Abstract
A statistical thermodynamics approach to the temporal development of biological regulation provides a phenomenological description of the dynamical behavior of genome expression in terms of autonomous self-organization with a critical transition (Self-Organized Criticality: SOC). In early mouse embryo development, the dynamical change in the self-organization of overall expression determines how and when reprogramming of the genome-expression state occurs. Reprogramming occurs via a transition state (climbing over an epigenetic landscape), where the critical-regulation pattern of the zygote state disappears. A critical transition is well captured in terms of the bimodality of expression ensembles, which reflects distinct thermodynamic states (critical states). These critical states exhibit a genome avalanche pattern: competition between order (scaling) and disorder (divergence) around a critical point. The genome avalanche in mouse embryo development, which is committed to erase a previous ordered state, reveals that the direction of early embryo single-cell development traverses the same steps as in differentiation, but in the opposite order of self-organization.
Introduction
A fundamental issue in bioscience is to understand the mechanism that underlies the dynamic control of genome-wide expression through the complex temporal-spatial self-organization of the whole genome to regulate changes autonomously in the cell fate.
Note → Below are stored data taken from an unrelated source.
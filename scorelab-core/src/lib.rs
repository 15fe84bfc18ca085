//! ScoreLab Core — candles, indicators, evaluators, scoring, trade simulation.
//!
//! This crate contains the scoring pipeline:
//! - Domain types (candles, positions, trades)
//! - Indicator library, computed once per run into an `IndicatorSet`
//! - KDJ, StochRSI and RSI evaluators with explanatory signals
//! - Scoring engine summing every rule into one score per bar
//! - Trade state machine and summary statistics
//!
//! No I/O happens here. Logging goes through the injected `EventLog`.

pub mod domain;
pub mod error;
pub mod evaluate;
pub mod indicators;
pub mod log;
pub mod scoring;
pub mod series;
pub mod trading;

pub use domain::{Candle, Position, Trade, TradeAction, TradeSignal};
pub use error::EvalError;
pub use indicators::{IndicatorParams, IndicatorSet};
pub use log::{EventLog, SilentLog, TracingLog};
pub use scoring::{BarScore, ScoringConfig, ScoringEngine};
pub use trading::{backtest_trades, TradeLog, TradeStateMachine, TradeStats};

#[cfg(test)]
mod tests {
    use super::*;

    /// Compile-time check: shared pipeline types are Send + Sync.
    ///
    /// The runner's threshold sweep hands these to rayon workers.
    #[allow(dead_code)]
    fn assert_send_sync() {
        fn require_send<T: Send>() {}
        fn require_sync<T: Sync>() {}

        require_send::<Candle>();
        require_sync::<Candle>();
        require_send::<Trade>();
        require_sync::<Trade>();
        require_send::<BarScore>();
        require_sync::<BarScore>();
        require_send::<IndicatorSet>();
        require_sync::<IndicatorSet>();
        require_send::<ScoringConfig>();
        require_sync::<ScoringConfig>();
        require_send::<TradeLog>();
        require_sync::<TradeLog>();
        require_send::<TracingLog>();
        require_sync::<TracingLog>();
        require_send::<TradeStateMachine<'static>>();
        require_sync::<TradeStateMachine<'static>>();
    }

    /// Architecture contract: the state machine sees scores and prices only.
    #[test]
    fn state_machine_takes_no_indicator_state() {
        fn _check_signature(sm: &mut TradeStateMachine<'_>) -> Option<Trade> {
            sm.on_bar(0, "d", 1.0, 0)
        }
    }
}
Our recent studies on genome-scale expression dynamics in the cell-fate change demonstrated the possibility of a statistical thermodynamic analysis [1-3]. The thermodynamics phenomenological character is at the basis of Albert Einstein’s famous statement ‘A theory is the more impressive the greater the simplicity of its premises is, the more different kinds of things it relates, and the more extended is its area of applicability. Therefore, the deep impression which classical thermodynamics made upon me. It is the only physical theory of universal content which I am convinced that, within the framework of applicability of its basic concepts, it will be never overthrown’ [4].
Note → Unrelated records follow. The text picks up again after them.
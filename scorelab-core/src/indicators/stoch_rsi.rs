//! Stochastic RSI — RSI normalized against its own trailing range.
//!
//! StochRSI[i] = (RSI[i] - min) / (max - min) over the trailing `period`
//! RSI values; 0 when the range is flat.
//! Only seeded RSI values enter a window, so the first value is at
//! index 2 * period - 1. Output lies in [0, 1].

use super::rsi::rsi;

pub fn stoch_rsi(closes: &[f64], period: usize) -> Vec<f64> {
    let n = closes.len();
    let mut result = vec![0.0; n];
    if period == 0 {
        return result;
    }

    let rsi_values = rsi(closes, period);
    let first = stoch_rsi_warmup(period);

    for i in first..n {
        let window = &rsi_values[i + 1 - period..=i];
        let lowest = window.iter().copied().fold(f64::INFINITY, f64::min);
        let highest = window.iter().copied().fold(f64::NEG_INFINITY, f64::max);
        let range = highest - lowest;
        result[i] = if range == 0.0 {
            0.0
        } else {
            (rsi_values[i] - lowest) / range
        };
    }

    result
}

/// Index of the first defined StochRSI value.
pub fn stoch_rsi_warmup(period: usize) -> usize {
    (2 * period).saturating_sub(1)
}
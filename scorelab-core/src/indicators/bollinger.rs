//! Bollinger Bands — moving average +/- standard deviation multiplier.
//!
//! - Middle: SMA(close, period)
//! - Upper: middle + mult * stddev(close, period)
//! - Lower: middle - mult * stddev(close, period)
//!
//! Uses population stddev (divide by N). First value at period - 1.

use serde::{Deserialize, Serialize};

#[derive(Debug, Clone, PartialEq, Default, Serialize, Deserialize)]
pub struct BollingerBands {
    pub upper: Vec<f64>,
    pub middle: Vec<f64>,
    pub lower: Vec<f64>,
}

pub fn bollinger(closes: &[f64], period: usize, multiplier: f64) -> BollingerBands {
    let n = closes.len();
    let mut bands = BollingerBands {
        upper: vec![0.0; n],
        middle: vec![0.0; n],
        lower: vec![0.0; n],
    };

    if period == 0 || n < period {
        return bands;
    }

    for i in (period - 1)..n {
        let window = &closes[i + 1 - period..=i];
        let mean = window.iter().sum::<f64>() / period as f64;
        let variance = window
            .iter()
            .map(|c| {
                let diff = c - mean;
                diff * diff
            })
            .sum::<f64>()
            / period as f64;
        let stddev = variance.sqrt();

        bands.middle[i] = mean;
        bands.upper[i] = mean + multiplier * stddev;
        bands.lower[i] = mean - multiplier * stddev;
    }

    bands
}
An open-thermodynamic approach clearly reveals how and when the change in a genome-expression state occurs as a thermodynamic event in the disappearance of critical phenomena that arise from an initial state. Furthermore, a detailed global perturbation mechanism for the self-organization of overall expression was elucidated for cell differentiation processes. This demonstration of statistical thermodynamics in the genome [5] is particularly crucial in biology, where the extreme complexity of the system rules out any current strict mechanistic approach that considers all of the microscopic regulations involved.
The active process that controls global gene expression in the case of cell fate determination, involves a particular kind of self-organization, called Self-Organized Criticality (SOC) [2, 6-8], which drives the state transitions of gene expression via the mutual interaction among three different gene expression states; ‘critical’, ‘near critical’ and ‘sub-critical’. Bimodality in gene expression levels is a clear signature of the self-organizing critical transition that is organized into distinct critical states (Figure 1). Each gene belongs to one of these three states based on the relative variation of its expression value. This allows for a phenomenological (and thus independent of any mechanistic hypothesis) description of the expression dynamics at the global level.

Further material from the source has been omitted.